-- WORK TO BE COMPLETED --
Output exactly the line containing "pub mod questionnaires;" and each line after it through the last line of the records, and nothing else.

── SOURCE DATA ──

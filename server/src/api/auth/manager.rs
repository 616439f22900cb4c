//! Authentication manager

use anyhow::Result;
use chrono::Duration;

use super::jwt::{JwtError, TokenClaims, TokenType, create_token, validate_token};
use crate::core::SecretManager;
use crate::core::config::AuthConfig;

/// Access and refresh token issued together at login
#[derive(Debug, Clone)]
pub struct TokenPair {
    pub access: String,
    pub refresh: String,
}

/// Issues and validates bearer tokens
#[derive(Debug)]
pub struct AuthManager {
    signing_key: Vec<u8>,
    access_ttl: Duration,
    refresh_ttl: Duration,
}

impl AuthManager {
    /// Load the signing key and token lifetimes
    pub async fn init(secrets: &SecretManager, config: &AuthConfig) -> Result<Self> {
        let signing_key = secrets.get_jwt_signing_key().await?;
        tracing::debug!(
            access_minutes = config.access_token_minutes,
            refresh_days = config.refresh_token_days,
            "Token signing ready"
        );
        Ok(Self::new(
            signing_key,
            config.access_token_minutes,
            config.refresh_token_days,
        ))
    }

    pub fn new(signing_key: Vec<u8>, access_minutes: u32, refresh_days: u32) -> Self {
        Self {
            signing_key,
            access_ttl: Duration::minutes(i64::from(access_minutes)),
            refresh_ttl: Duration::days(i64::from(refresh_days)),
        }
    }

    /// Issue a fresh access/refresh pair for a user
    pub fn issue(&self, user_id: &str) -> Result<TokenPair, JwtError> {
        Ok(TokenPair {
            access: create_token(&self.signing_key, user_id, TokenType::Access, self.access_ttl)?,
            refresh: create_token(
                &self.signing_key,
                user_id,
                TokenType::Refresh,
                self.refresh_ttl,
            )?,
        })
    }

    /// Exchange a refresh token for a new access token
    pub fn refresh(&self, refresh_token: &str) -> Result<(TokenClaims, String), JwtError> {
        let claims = validate_token(refresh_token, &self.signing_key, TokenType::Refresh)?;
        let access = create_token(
            &self.signing_key,
            claims.user_id(),
            TokenType::Access,
            self.access_ttl,
        )?;
        Ok((claims, access))
    }

    /// Validate a bearer access token
    pub fn validate_access(&self, jwt: &str) -> Result<TokenClaims, JwtError> {
        validate_token(jwt, &self.signing_key, TokenType::Access)
    }
}
//! File utility functions

use std::path::PathBuf;

/// Expand a user-supplied path to an absolute path.
///
/// `~` and `~/...` resolve against the home directory; anything relative
/// resolves against the current directory. Components are not normalized.
pub fn expand_path(path: &str) -> PathBuf {
    let path = path.trim();
    let cwd = || std::env::current_dir().unwrap_or_else(|_| PathBuf::from("."));

    if path.is_empty() {
        return cwd();
    }

    let expanded = match (path, dirs::home_dir()) {
        ("~", Some(home)) => home,
        (p, Some(home)) if p.starts_with("~/") => home.join(&p[2..]),
        (p, _) => PathBuf::from(p),
    };

    if expanded.is_relative() {
        cwd().join(expanded)
    } else {
        expanded
    }
}
//! API route handlers

pub mod auth;
pub mod dashboard;
pub mod health;
pub mod questionnaires;
pub mod responses;
pub mod sessions;
pub mod users;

───

-- ANSWER --
pub mod questionnaires;
pub mod responses;
pub mod sessions;
pub mod users;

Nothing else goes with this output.